----- EXERCISE DATA

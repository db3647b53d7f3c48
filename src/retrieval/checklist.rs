//! Checklist generation from retrieved content.

use std::sync::Arc;

use serde::{Deserialize, Serialize};
use tracing::{debug, info};

use crate::config::CallParams;
use crate::error::AssistantError;
use crate::knowledge::{KnowledgeItem, KnowledgeKind, KnowledgeStore};
use crate::llm::{ChatMessage, CompletionRequest, ModelGateway};
use crate::retrieval::payload::extract_structured_payload;
use crate::retrieval::prompts;

/// Source label for items stored without a URL.
pub const UNKNOWN_SOURCE: &str = "Unknown Source";

/// One retrieved step, copied from a content item.
#[derive(Debug, Clone, PartialEq, Eq, Serialize, Deserialize)]
pub struct ChecklistStep {
    pub text: String,
    pub details: Vec<String>,
    pub pdf_links: Vec<String>,
    pub source: String,
}

/// Retrieved steps plus the model's formatted version.
#[derive(Debug, Clone, PartialEq, Eq, Serialize, Deserialize)]
pub struct Checklist {
    pub query: String,
    pub steps: Vec<ChecklistStep>,
    /// Instruction lines written by the model.
    pub instructions: Vec<String>,
    /// PDF links the model chose to highlight.
    pub pdf_links: Vec<String>,
    pub source: Option<String>,
    pub closing: String,
}

/// Shape the model is asked to return.
#[derive(Debug, Deserialize)]
struct FormattedChecklist {
    steps: Vec<String>,
    closing: String,
    #[serde(default)]
    pdf_links: Vec<String>,
    #[serde(default)]
    source: Option<String>,
}

pub struct ChecklistGenerator {
    gateway: Arc<ModelGateway>,
    store: Arc<dyn KnowledgeStore>,
    params: CallParams,
    top_k: usize,
}

impl ChecklistGenerator {
    pub fn new(
        gateway: Arc<ModelGateway>,
        store: Arc<dyn KnowledgeStore>,
        params: CallParams,
        top_k: usize,
    ) -> Self {
        Self {
            gateway,
            store,
            params,
            top_k,
        }
    }

    /// Retrieve steps for `query` and have the model format them.
    pub async fn generate(&self, query: &str) -> Result<Checklist, AssistantError> {
        let query = query.trim();
        if query.is_empty() {
            return Err(AssistantError::InvalidInput(
                "checklist query must not be empty".to_string(),
            ));
        }

        let steps = self.retrieve_steps(query).await?;
        if steps.is_empty() {
            return Err(AssistantError::NoDataFound {
                query: query.to_string(),
            });
        }
        debug!(steps = steps.len(), "Checklist steps retrieved");

        let request = CompletionRequest::new(vec![ChatMessage::user(
            prompts::checklist_user_message(query, &steps),
        )])
        .with_system_prompt(prompts::checklist_system_prompt())
        .with_max_tokens(self.params.max_tokens)
        .with_temperature(self.params.temperature);

        let raw = self.gateway.complete(request).await?;
        let payload = extract_structured_payload(&raw)?;
        let formatted: FormattedChecklist =
            serde_json::from_value(serde_json::Value::Object(payload)).map_err(|e| {
                AssistantError::MalformedModelOutput {
                    reason: format!("unexpected checklist shape: {e}"),
                }
            })?;

        info!(
            steps = steps.len(),
            instructions = formatted.steps.len(),
            "Checklist generated"
        );

        Ok(Checklist {
            query: query.to_string(),
            steps,
            instructions: formatted.steps,
            pdf_links: formatted.pdf_links,
            source: formatted.source.filter(|s| !s.trim().is_empty()),
            closing: formatted.closing,
        })
    }

    /// One step per content hit with usable text. Links and source are kept verbatim.
    async fn retrieve_steps(&self, query: &str) -> Result<Vec<ChecklistStep>, AssistantError> {
        let hits = self
            .store
            .search(query, self.top_k, Some(KnowledgeKind::Content))
            .await?;

        let steps = hits
            .into_iter()
            .filter_map(|hit| match hit.item {
                KnowledgeItem::Content {
                    text,
                    summary,
                    pdf_links,
                    source_url,
                } => {
                    let step = if summary.trim().is_empty() {
                        text.trim().to_string()
                    } else {
                        summary.trim().to_string()
                    };
                    if step.is_empty() {
                        return None;
                    }
                    Some(ChecklistStep {
                        details: vec![step.clone()],
                        text: step,
                        pdf_links,
                        source: if source_url.is_empty() {
                            UNKNOWN_SOURCE.to_string()
                        } else {
                            source_url
                        },
                    })
                }
                _ => None,
            })
            .collect();
        Ok(steps)
    }
}

#[cfg(test)]
mod tests {
    use super::*;
    use std::time::Duration;

    use crate::config::AssistantConfig;
    use crate::knowledge::{HashEmbedder, LibSqlKnowledgeStore};
    use crate::llm::testing::ScriptedLlm;
    use crate::store::LibSqlBackend;

    async fn generator(llm: Arc<ScriptedLlm>, items: &[KnowledgeItem]) -> ChecklistGenerator {
        let backend = LibSqlBackend::new_memory().await.unwrap();
        let store = LibSqlKnowledgeStore::new(backend.connection(), Arc::new(HashEmbedder::new()));
        for item in items {
            store.insert(item).await.unwrap();
        }
        let config = AssistantConfig::default();
        let gateway = ModelGateway::new(llm).with_default_timeout(Duration::from_millis(50));
        ChecklistGenerator::new(
            Arc::new(gateway),
            Arc::new(store),
            config.checklist,
            config.checklist_top_k,
        )
    }

    fn content(text: &str, summary: &str, pdf_links: &[&str], source: &str) -> KnowledgeItem {
        KnowledgeItem::Content {
            text: text.into(),
            summary: summary.into(),
            pdf_links: pdf_links.iter().map(|s| s.to_string()).collect(),
            source_url: source.into(),
        }
    }

    const FORMATTED: &str =
        r#"{"steps": ["Step 1: Book an appointment."], "closing": "Bring your passport."}"#;

    #[tokio::test]
    async fn empty_query_is_invalid_without_model_call() {
        let llm = Arc::new(ScriptedLlm::always(FORMATTED));
        let g = generator(llm.clone(), &[]).await;
        for query in ["", "   \n"] {
            assert!(matches!(
                g.generate(query).await,
                Err(AssistantError::InvalidInput(_))
            ));
        }
        assert_eq!(llm.calls(), 0);
    }

    #[tokio::test]
    async fn empty_store_is_no_data() {
        let llm = Arc::new(ScriptedLlm::always(FORMATTED));
        let g = generator(llm.clone(), &[]).await;
        assert!(matches!(
            g.generate("renew residence permit").await,
            Err(AssistantError::NoDataFound { .. })
        ));
        assert_eq!(llm.calls(), 0);
    }

    #[tokio::test]
    async fn only_non_content_items_is_no_data() {
        let llm = Arc::new(ScriptedLlm::always(FORMATTED));
        let g = generator(
            llm,
            &[KnowledgeItem::PdfLink {
                url: "https://x/form.pdf".into(),
                source_url: "https://x".into(),
            }],
        )
        .await;
        assert!(matches!(
            g.generate("form").await,
            Err(AssistantError::NoDataFound { .. })
        ));
    }

    #[tokio::test]
    async fn links_and_source_pass_through_verbatim() {
        let llm = Arc::new(ScriptedLlm::always(FORMATTED));
        let g = generator(
            llm.clone(),
            &[content(
                "Residence permits are renewed at the foreigners office.",
                "Renew your residence permit",
                &["a.pdf", "b.pdf"],
                "https://x",
            )],
        )
        .await;

        let checklist = g.generate("residence permit").await.unwrap();
        assert_eq!(checklist.query, "residence permit");
        assert_eq!(checklist.steps.len(), 1);
        let step = &checklist.steps[0];
        assert_eq!(step.text, "Renew your residence permit");
        assert_eq!(step.pdf_links, vec!["a.pdf".to_string(), "b.pdf".to_string()]);
        assert_eq!(step.source, "https://x");
        assert_eq!(checklist.instructions, vec!["Step 1: Book an appointment."]);
        assert_eq!(checklist.closing, "Bring your passport.");
        assert!(checklist.source.is_none());

        let request = &llm.requests()[0];
        assert_eq!(request.max_tokens, Some(600));
        assert!(request.messages[0].content.contains("PDF Links:\na.pdf\nb.pdf"));
    }

    #[tokio::test]
    async fn body_text_used_when_summary_missing_and_blank_items_skipped() {
        let llm = Arc::new(ScriptedLlm::always(FORMATTED));
        let g = generator(
            llm,
            &[
                content("Pay the permit fee online", "", &[], ""),
                content("   ", "  ", &[], "https://blank"),
            ],
        )
        .await;

        let checklist = g.generate("permit fee").await.unwrap();
        assert_eq!(checklist.steps.len(), 1);
        assert_eq!(checklist.steps[0].text, "Pay the permit fee online");
        assert_eq!(checklist.steps[0].source, UNKNOWN_SOURCE);
    }

    #[tokio::test]
    async fn extended_shape_is_accepted() {
        let llm = Arc::new(ScriptedLlm::always(
            "```json\n{\"steps\": [\"A\"], \"pdf_links\": [\"a.pdf\"], \"source\": \"https://x\", \"closing\": \"C\"}\n```",
        ));
        let g = generator(llm, &[content("permit", "permit", &["a.pdf"], "https://x")]).await;
        let checklist = g.generate("permit").await.unwrap();
        assert_eq!(checklist.pdf_links, vec!["a.pdf".to_string()]);
        assert_eq!(checklist.source.as_deref(), Some("https://x"));
    }

    #[tokio::test]
    async fn malformed_output_is_reported_once() {
        let llm = Arc::new(ScriptedLlm::always("Sorry, I can't format that."));
        let g = generator(llm.clone(), &[content("permit", "", &[], "")]).await;
        assert!(matches!(
            g.generate("permit").await,
            Err(AssistantError::MalformedModelOutput { .. })
        ));
        assert_eq!(llm.calls(), 1);
    }

    #[tokio::test]
    async fn object_missing_fields_is_malformed() {
        let llm = Arc::new(ScriptedLlm::always(r#"{"items": []}"#));
        let g = generator(llm, &[content("permit", "", &[], "")]).await;
        assert!(matches!(
            g.generate("permit").await,
            Err(AssistantError::MalformedModelOutput { .. })
        ));
    }

    #[tokio::test]
    async fn model_failures_are_typed() {
        let g = generator(Arc::new(ScriptedLlm::failing()), &[content("permit", "", &[], "")]).await;
        let err = g.generate("permit").await.unwrap_err();
        assert!(matches!(err, AssistantError::ModelUnavailable { .. }));

        let g = generator(Arc::new(ScriptedLlm::stalling()), &[content("permit", "", &[], "")]).await;
        let err = g.generate("permit").await.unwrap_err();
        assert!(matches!(err, AssistantError::ModelTimeout { .. }));
        assert!(err.is_model_failure());
    }
}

----------

→ **WORK ITEM**
Select every line of the records holding the string "Book".

→ **SOLVED EXERCISE**
        r#"{"steps": ["Step 1: Book an appointment."], "closing": "Bring your passport."}"#;
        assert_eq!(checklist.instructions, vec!["Step 1: Book an appointment."]);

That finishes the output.